* **Work to be completed**: Each entry below is to be transcribed exactly.

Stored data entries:

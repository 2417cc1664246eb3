pub mod ansi;
pub mod json;
pub mod registry;

use crate::source::Span;

#[derive(Debug, Clone, PartialEq, Eq)]
pub enum Severity {
    Error,
    Warning,
}

#[derive(Debug, Clone)]
pub struct Label {
    pub span: Span,
    pub message: String,
    pub is_primary: bool,
}

/// A reportable problem, independent of how it is printed.
#[derive(Debug, Clone)]
pub struct Diagnostic {
    pub severity: Severity,
    pub code: Option<&'static str>,
    pub message: String,
    pub file: Option<String>,
    /// 1-based line and column, when known without the source text.
    pub location: Option<(usize, usize)>,
    pub labels: Vec<Label>,
    pub notes: Vec<String>,
    pub suggestion: Option<String>,
    pub source: Option<String>,
}

impl Diagnostic {
    pub fn error(message: impl Into<String>) -> Self {
        Diagnostic {
            severity: Severity::Error,
            code: None,
            message: message.into(),
            file: None,
            location: None,
            labels: Vec::new(),
            notes: Vec::new(),
            suggestion: None,
            source: None,
        }
    }

    pub fn warning(message: impl Into<String>) -> Self {
        Diagnostic { severity: Severity::Warning, ..Diagnostic::error(message) }
    }

    pub fn with_code(mut self, code: &'static str) -> Self {
        self.code = Some(code);
        self
    }

    pub fn with_file(mut self, file: impl Into<String>) -> Self {
        self.file = Some(file.into());
        self
    }

    pub fn with_location(mut self, line: usize, column: usize) -> Self {
        self.location = Some((line, column));
        self
    }

    pub fn with_span(mut self, span: Span, label: impl Into<String>) -> Self {
        self.labels.push(Label { span, message: label.into(), is_primary: true });
        self
    }

    pub fn with_note(mut self, note: impl Into<String>) -> Self {
        self.notes.push(note.into());
        self
    }

    pub fn with_suggestion(mut self, suggestion: impl Into<String>) -> Self {
        self.suggestion = Some(suggestion.into());
        self
    }

    /// Attach the text of `file` so renderers can show the offending line.
    pub fn with_source(mut self, source: impl Into<String>) -> Self {
        self.source = Some(source.into());
        self
    }
}

// ---- From impls for crate error types ----

impl From<&crate::parser::ParseError> for Diagnostic {
    fn from(e: &crate::parser::ParseError) -> Self {
        let mut d = Diagnostic::error(&e.message)
            .with_code(e.code)
            .with_file(&e.file)
            .with_location(e.line, e.column)
            .with_span(Span::at(e.offset), "here");
        if let Some(hint) = registry::hint(e.code) {
            d = d.with_suggestion(hint);
        }
        d
    }
}

impl From<&crate::parser::Warning> for Diagnostic {
    fn from(w: &crate::parser::Warning) -> Self {
        Diagnostic::warning(&w.message)
            .with_code("TMPL-W001")
            .with_file(&w.file)
            .with_location(w.line, w.column)
    }
}

impl From<&crate::vm::RuntimeError> for Diagnostic {
    fn from(e: &crate::vm::RuntimeError) -> Self {
        let mut d = Diagnostic::error(e.error.to_string())
            .with_code(e.error.code())
            .with_note(format!("at instruction {}", e.ip));
        if let Some(pos) = &e.position {
            d = d
                .with_file(&pos.file)
                .with_location(pos.line, pos.column)
                .with_span(Span::at(pos.offset), "while evaluating this");
        }
        d
    }
}

impl From<&crate::bytecode::DecodeError> for Diagnostic {
    fn from(e: &crate::bytecode::DecodeError) -> Self {
        use crate::bytecode::DecodeError;
        let code = match e {
            DecodeError::BadMagic | DecodeError::Version(_) => "TMPL-D001",
            DecodeError::Truncated { .. } | DecodeError::Utf8 { .. } => "TMPL-D002",
            DecodeError::Invalid { .. } => "TMPL-D003",
        };
        Diagnostic::error(e.to_string()).with_code(code)
    }
}

impl From<&crate::source::LoadError> for Diagnostic {
    fn from(e: &crate::source::LoadError) -> Self {
        Diagnostic::error(format!("cannot load template `{}`: {e}", e.name())).with_code("TMPL-P016")
    }
}

#[cfg(test)]
mod tests {
    use super::*;
    use crate::parser::{CompileOptions, compile_source};
    use crate::source::MemoryLoader;

    fn parse_error(text: &str) -> crate::parser::ParseError {
        compile_source("page.tmpl", text, &MemoryLoader::new(), &CompileOptions::default()).unwrap_err()
    }

    #[test]
    fn diagnostic_error_builder() {
        let d = Diagnostic::error("something went wrong");
        assert_eq!(d.severity, Severity::Error);
        assert_eq!(d.message, "something went wrong");
        assert!(d.code.is_none());
        assert!(d.labels.is_empty());
        assert!(d.notes.is_empty());
        assert!(d.suggestion.is_none());
    }

    #[test]
    fn warning_keeps_builder_fields() {
        let d = Diagnostic::warning("odd").with_code("TMPL-W001").with_location(3, 4);
        assert_eq!(d.severity, Severity::Warning);
        assert_eq!(d.code, Some("TMPL-W001"));
        assert_eq!(d.location, Some((3, 4)));
    }

    #[test]
    fn from_parse_error() {
        let e = parse_error("ab\n<tmpl_var >");
        let d = Diagnostic::from(&e);
        assert_eq!(d.code, Some(e.code));
        assert_eq!(d.file.as_deref(), Some("page.tmpl"));
        assert_eq!(d.location, Some((e.line, e.column)));
        assert_eq!(d.labels[0].span.start, e.offset);
        assert!(d.labels[0].is_primary);
    }

    #[test]
    fn from_warning() {
        let compiled =
            compile_source("w.tmpl", "<tmpl_if 1>x</tmpl_if>", &MemoryLoader::new(), &CompileOptions::default())
                .unwrap();
        let d = Diagnostic::from(&compiled.warnings[0]);
        assert_eq!(d.severity, Severity::Warning);
        assert_eq!(d.code, Some("TMPL-W001"));
        assert_eq!(d.file.as_deref(), Some("w.tmpl"));
    }

    #[test]
    fn from_runtime_error() {
        let program = compile_source("r.tmpl", "x\n <tmpl_var (1 div 0)>", &MemoryLoader::new(), &CompileOptions::default())
            .unwrap()
            .program;
        let table = crate::syscall::SyscallTable::with_builtins();
        let e = crate::vm::Vm::new(&program, &table).render(&crate::value::Value::Undefined).unwrap_err();
        let d = Diagnostic::from(&e);
        assert_eq!(d.code, Some("TMPL-R003"));
        assert!(d.message.contains("division by zero"));
        assert_eq!(d.file.as_deref(), Some("r.tmpl"));
        assert_eq!(d.location.map(|(line, _)| line), Some(2));
    }

    #[test]
    fn from_decode_error() {
        let d = Diagnostic::from(&crate::bytecode::DecodeError::BadMagic);
        assert_eq!(d.code, Some("TMPL-D001"));
        assert!(d.labels.is_empty());
    }

    #[test]
    fn from_load_error() {
        let e = crate::source::LoadError::NotFound { name: "gone.tmpl".to_string() };
        let d = Diagnostic::from(&e);
        assert!(d.message.contains("gone.tmpl"));
        assert_eq!(d.code, Some("TMPL-P016"));
    }

    #[test]
    fn every_emitted_code_is_registered() {
        for text in ["<tmpl_var >", "<tmpl_foo x>", "</tmpl_if>", "<tmpl_var x", "<tmpl_break>", "<tmpl_var 'a>"] {
            let e = parse_error(text);
            assert!(registry::lookup(e.code).is_some(), "{} not in registry", e.code);
        }
    }
}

* **Output**:
repository 2417cc1664246eb3
pub mod ansi;
pub mod json;
pub mod registry;

use crate::source::Span;

#[derive(Debug, Clone, PartialEq, Eq)]
pub enum Severity {
    Error,
    Warning,
}

#[derive(Debug, Clone)]
pub struct Label {
    pub span: Span,
    pub message: String,
    pub is_primary: bool,
}

/// A reportable problem, independent of how it is printed.
#[derive(Debug, Clone)]
pub struct Diagnostic {
    pub severity: Severity,
    pub code: Option<&'static str>,
    pub message: String,
    pub file: Option<String>,
    /// 1-based line and column, when known without the source text.
    pub location: Option<(usize, usize)>,
    pub labels: Vec<Label>,
    pub notes: Vec<String>,
    pub suggestion: Option<String>,
    pub source: Option<String>,
}

impl Diagnostic {
    pub fn error(message: impl Into<String>) -> Self {
        Diagnostic {
            severity: Severity::Error,
            code: None,
            message: message.into(),
            file: None,
            location: None,
            labels: Vec::new(),
            notes: Vec::new(),
            suggestion: None,
            source: None,
        }
    }

    pub fn warning(message: impl Into<String>) -> Self {
        Diagnostic { severity: Severity::Warning, ..Diagnostic::error(message) }
    }

    pub fn with_code(mut self, code: &'static str) -> Self {
        self.code = Some(code);
        self
    }

    pub fn with_file(mut self, file: impl Into<String>) -> Self {
        self.file = Some(file.into());
        self
    }

    pub fn with_location(mut self, line: usize, column: usize) -> Self {
        self.location = Some((line, column));
        self
    }

    pub fn with_span(mut self, span: Span, label: impl Into<String>) -> Self {
        self.labels.push(Label { span, message: label.into(), is_primary: true });
        self
    }

    pub fn with_note(mut self, note: impl Into<String>) -> Self {
        self.notes.push(note.into());
        self
    }

    pub fn with_suggestion(mut self, suggestion: impl Into<String>) -> Self {
        self.suggestion = Some(suggestion.into());
        self
    }

    /// Attach the text of `file` so renderers can show the offending line.
    pub fn with_source(mut self, source: impl Into<String>) -> Self {
        self.source = Some(source.into());
        self
    }
}

// ---- From impls for crate error types ----

impl From<&crate::parser::ParseError> for Diagnostic {
    fn from(e: &crate::parser::ParseError) -> Self {
        let mut d = Diagnostic::error(&e.message)
            .with_code(e.code)
            .with_file(&e.file)
            .with_location(e.line, e.column)
            .with_span(Span::at(e.offset), "here");
        if let Some(hint) = registry::hint(e.code) {
            d = d.with_suggestion(hint);
        }
        d
    }
}

impl From<&crate::parser::Warning> for Diagnostic {
    fn from(w: &crate::parser::Warning) -> Self {
        Diagnostic::warning(&w.message)
            .with_code("TMPL-W001")
            .with_file(&w.file)
            .with_location(w.line, w.column)
    }
}

impl From<&crate::vm::RuntimeError> for Diagnostic {
    fn from(e: &crate::vm::RuntimeError) -> Self {
        let mut d = Diagnostic::error(e.error.to_string())
            .with_code(e.error.code())
            .with_note(format!("at instruction {}", e.ip));
        if let Some(pos) = &e.position {
            d = d
                .with_file(&pos.file)
                .with_location(pos.line, pos.column)
                .with_span(Span::at(pos.offset), "while evaluating this");
        }
        d
    }
}

impl From<&crate::bytecode::DecodeError> for Diagnostic {
    fn from(e: &crate::bytecode::DecodeError) -> Self {
        use crate::bytecode::DecodeError;
        let code = match e {
            DecodeError::BadMagic | DecodeError::Version(_) => "TMPL-D001",
            DecodeError::Truncated { .. } | DecodeError::Utf8 { .. } => "TMPL-D002",
            DecodeError::Invalid { .. } => "TMPL-D003",
        };
        Diagnostic::error(e.to_string()).with_code(code)
    }
}

impl From<&crate::source::LoadError> for Diagnostic {
    fn from(e: &crate::source::LoadError) -> Self {
        Diagnostic::error(format!("cannot load template `{}`: {e}", e.name())).with_code("TMPL-P016")
    }
}

#[cfg(test)]
mod tests {
    use super::*;
    use crate::parser::{CompileOptions, compile_source};
    use crate::source::MemoryLoader;

    fn parse_error(text: &str) -> crate::parser::ParseError {
        compile_source("page.tmpl", text, &MemoryLoader::new(), &CompileOptions::default()).unwrap_err()
    }

    #[test]
    fn diagnostic_error_builder() {
        let d = Diagnostic::error("something went wrong");
        assert_eq!(d.severity, Severity::Error);
        assert_eq!(d.message, "something went wrong");
        assert!(d.code.is_none());
        assert!(d.labels.is_empty());
        assert!(d.notes.is_empty());
        assert!(d.suggestion.is_none());
    }

    #[test]
    fn warning_keeps_builder_fields() {
        let d = Diagnostic::warning("odd").with_code("TMPL-W001").with_location(3, 4);
        assert_eq!(d.severity, Severity::Warning);
        assert_eq!(d.code, Some("TMPL-W001"));
        assert_eq!(d.location, Some((3, 4)));
    }

    #[test]
    fn from_parse_error() {
        let e = parse_error("ab\n<tmpl_var >");
        let d = Diagnostic::from(&e);
        assert_eq!(d.code, Some(e.code));
        assert_eq!(d.file.as_deref(), Some("page.tmpl"));
        assert_eq!(d.location, Some((e.line, e.column)));
        assert_eq!(d.labels[0].span.start, e.offset);
        assert!(d.labels[0].is_primary);
    }

    #[test]
    fn from_warning() {
        let compiled =
            compile_source("w.tmpl", "<tmpl_if 1>x</tmpl_if>", &MemoryLoader::new(), &CompileOptions::default())
                .unwrap();
        let d = Diagnostic::from(&compiled.warnings[0]);
        assert_eq!(d.severity, Severity::Warning);
        assert_eq!(d.code, Some("TMPL-W001"));
        assert_eq!(d.file.as_deref(), Some("w.tmpl"));
    }

    #[test]
    fn from_runtime_error() {
        let program = compile_source("r.tmpl", "x\n <tmpl_var (1 div 0)>", &MemoryLoader::new(), &CompileOptions::default())
            .unwrap()
            .program;
        let table = crate::syscall::SyscallTable::with_builtins();
        let e = crate::vm::Vm::new(&program, &table).render(&crate::value::Value::Undefined).unwrap_err();
        let d = Diagnostic::from(&e);
        assert_eq!(d.code, Some("TMPL-R003"));
        assert!(d.message.contains("division by zero"));
        assert_eq!(d.file.as_deref(), Some("r.tmpl"));
        assert_eq!(d.location.map(|(line, _)| line), Some(2));
    }

    #[test]
    fn from_decode_error() {
        let d = Diagnostic::from(&crate::bytecode::DecodeError::BadMagic);
        assert_eq!(d.code, Some("TMPL-D001"));
        assert!(d.labels.is_empty());
    }

    #[test]
    fn from_load_error() {
        let e = crate::source::LoadError::NotFound { name: "gone.tmpl".to_string() };
        let d = Diagnostic::from(&e);
        assert!(d.message.contains("gone.tmpl"));
        assert_eq!(d.code, Some("TMPL-P016"));
    }

    #[test]
    fn every_emitted_code_is_registered() {
        for text in ["<tmpl_var >", "<tmpl_foo x>", "</tmpl_if>", "<tmpl_var x", "<tmpl_break>", "<tmpl_var 'a>"] {
            let e = parse_error(text);
            assert!(registry::lookup(e.code).is_some(), "{} not in registry", e.code);
        }
    }
}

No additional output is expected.